EXERCISE OBJECTIVE | Restate the last part of the records below word for word, beginning at the line with "let mut categories = BTreeMap::new();" and ending at the final line.

:: DATA ::

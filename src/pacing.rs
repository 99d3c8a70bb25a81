use crate::cadence::{resolve_cycle_window, CycleWindow};
use crate::schema::Budget;
use crate::utils::category_label;
use chrono::NaiveDate;
use log::debug;
use serde::{Deserialize, Serialize};
use std::collections::{BTreeMap, HashMap};

/// Tolerance applied to every guardrail comparison to absorb floating noise.
pub const GUARDRAIL_EPSILON: f64 = 0.01;

#[derive(Debug, Clone, Copy, PartialEq, Eq, PartialOrd, Ord, Hash, Serialize, Deserialize)]
#[serde(rename_all = "lowercase")]
pub enum GuardrailStatus {
    Green,
    Yellow,
    Red,
}

impl GuardrailStatus {
    pub fn label(&self) -> &'static str {
        match self {
            GuardrailStatus::Green => "On Track",
            GuardrailStatus::Yellow => "Monitor",
            GuardrailStatus::Red => "Over Budget",
        }
    }
}

/// Classifies spend against the expected-to-date and full-cycle amounts.
pub fn guardrail_status(actual: f64, expected: f64, budgeted: f64) -> GuardrailStatus {
    if budgeted <= 0.0 {
        return if actual > GUARDRAIL_EPSILON {
            GuardrailStatus::Red
        } else {
            GuardrailStatus::Green
        };
    }

    if actual <= expected + GUARDRAIL_EPSILON {
        GuardrailStatus::Green
    } else if actual <= budgeted + GUARDRAIL_EPSILON {
        GuardrailStatus::Yellow
    } else {
        GuardrailStatus::Red
    }
}

#[derive(Debug, Clone, PartialEq, Serialize, Deserialize)]
#[serde(rename_all = "camelCase")]
pub struct GuardrailResult {
    pub status: GuardrailStatus,
    pub actual: f64,
    pub expected: f64,
    pub budgeted: f64,
    pub elapsed_ratio: f64,
}

impl GuardrailResult {
    pub fn evaluate(actual: f64, budgeted: f64, elapsed_ratio: f64) -> Self {
        let expected = budgeted * elapsed_ratio;
        Self {
            status: guardrail_status(actual, expected, budgeted),
            actual,
            expected,
            budgeted,
            elapsed_ratio,
        }
    }
}

#[derive(Debug, Clone, Serialize, Deserialize)]
#[serde(rename_all = "camelCase")]
pub struct PacingReport {
    pub window: CycleWindow,
    /// Evaluated on the summed actual and budgeted amounts of all allocations.
    pub overall: GuardrailResult,
    /// Keyed by the allocation's category label.
    pub categories: BTreeMap<String, GuardrailResult>,
    /// In-cycle expense whose category has no allocation.
    pub unallocated_spend: f64,
}

impl PacingReport {
    /// Worst status across categories, the roll-up alternative to `overall`.
    pub fn worst_category_status(&self) -> GuardrailStatus {
        self.categories
            .values()
            .map(|result| result.status)
            .max()
            .unwrap_or(GuardrailStatus::Green)
    }
}

struct AllocationSlot {
    key: String,
    label: String,
    budgeted: f64,
}

/// Computes category and aggregate guardrails for the budget's cycle
/// containing `reference`.
///
/// Expenses without a usable date are counted in the current cycle so that
/// undated spend is never hidden from pacing.
pub fn compute_pacing(budget: &Budget, reference: NaiveDate) -> PacingReport {
    let window = resolve_cycle_window(&budget.cadence, reference);

    let mut spend_by_category: HashMap<String, f64> = HashMap::new();
    for transaction in budget.transactions.iter().filter(|t| t.is_expense()) {
        let in_cycle = transaction
            .date
            .map_or(true, |date| window.contains(date));
        if in_cycle {
            *spend_by_category
                .entry(transaction.category_key())
                .or_insert(0.0) += transaction.amount;
        }
    }

    let mut slots: Vec<AllocationSlot> = Vec::new();
    for allocation in &budget.category_budgets {
        let key = allocation.category_key();
        match slots.iter_mut().find(|slot| slot.key == key) {
            Some(slot) => slot.budgeted += allocation.budgeted_amount,
            None => slots.push(AllocationSlot {
                key,
                label: category_label(&allocation.category),
                budgeted: allocation.budgeted_amount,
            }),
        }
    }

    let mut categories = BTreeMap::new();
    let mut total_actual = 0.0;
    let mut total_budgeted = 0.0;

    for slot in &slots {
        let actual = spend_by_category.get(&slot.key).copied().unwrap_or(0.0);
        total_actual += actual;
        total_budgeted += slot.budgeted;
        categories.insert(
            slot.label.clone(),
            GuardrailResult::evaluate(actual, slot.budgeted, window.elapsed_ratio),
        );
    }

    let unallocated_spend = spend_by_category
        .iter()
        .filter(|(key, _)| !slots.iter().any(|slot| &slot.key == *key))
        .map(|(_, amount)| amount)
        .sum();

    let overall = GuardrailResult::evaluate(total_actual, total_budgeted, window.elapsed_ratio);

    debug!(
        "Pacing for budget '{}' in [{}, {}): {:.2} of {:.2} spent, status {:?}",
        budget.name, window.start, window.end, total_actual, total_budgeted, overall.status
    );

    PacingReport {
        window,
        overall,
        categories,
        unallocated_spend,
    }
}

:::

TASK ANSWER |
    let mut categories = BTreeMap::new();
    let mut total_actual = 0.0;
    let mut total_budgeted = 0.0;

    for slot in &slots {
        let actual = spend_by_category.get(&slot.key).copied().unwrap_or(0.0);
        total_actual += actual;
        total_budgeted += slot.budgeted;
        categories.insert(
            slot.label.clone(),
            GuardrailResult::evaluate(actual, slot.budgeted, window.elapsed_ratio),
        );
    }

    let unallocated_spend = spend_by_category
        .iter()
        .filter(|(key, _)| !slots.iter().any(|slot| &slot.key == *key))
        .map(|(_, amount)| amount)
        .sum();

    let overall = GuardrailResult::evaluate(total_actual, total_budgeted, window.elapsed_ratio);

    debug!(
        "Pacing for budget '{}' in [{}, {}): {:.2} of {:.2} spent, status {:?}",
        budget.name, window.start, window.end, total_actual, total_budgeted, overall.status
    );

    PacingReport {
        window,
        overall,
        categories,
        unallocated_spend,
    }
}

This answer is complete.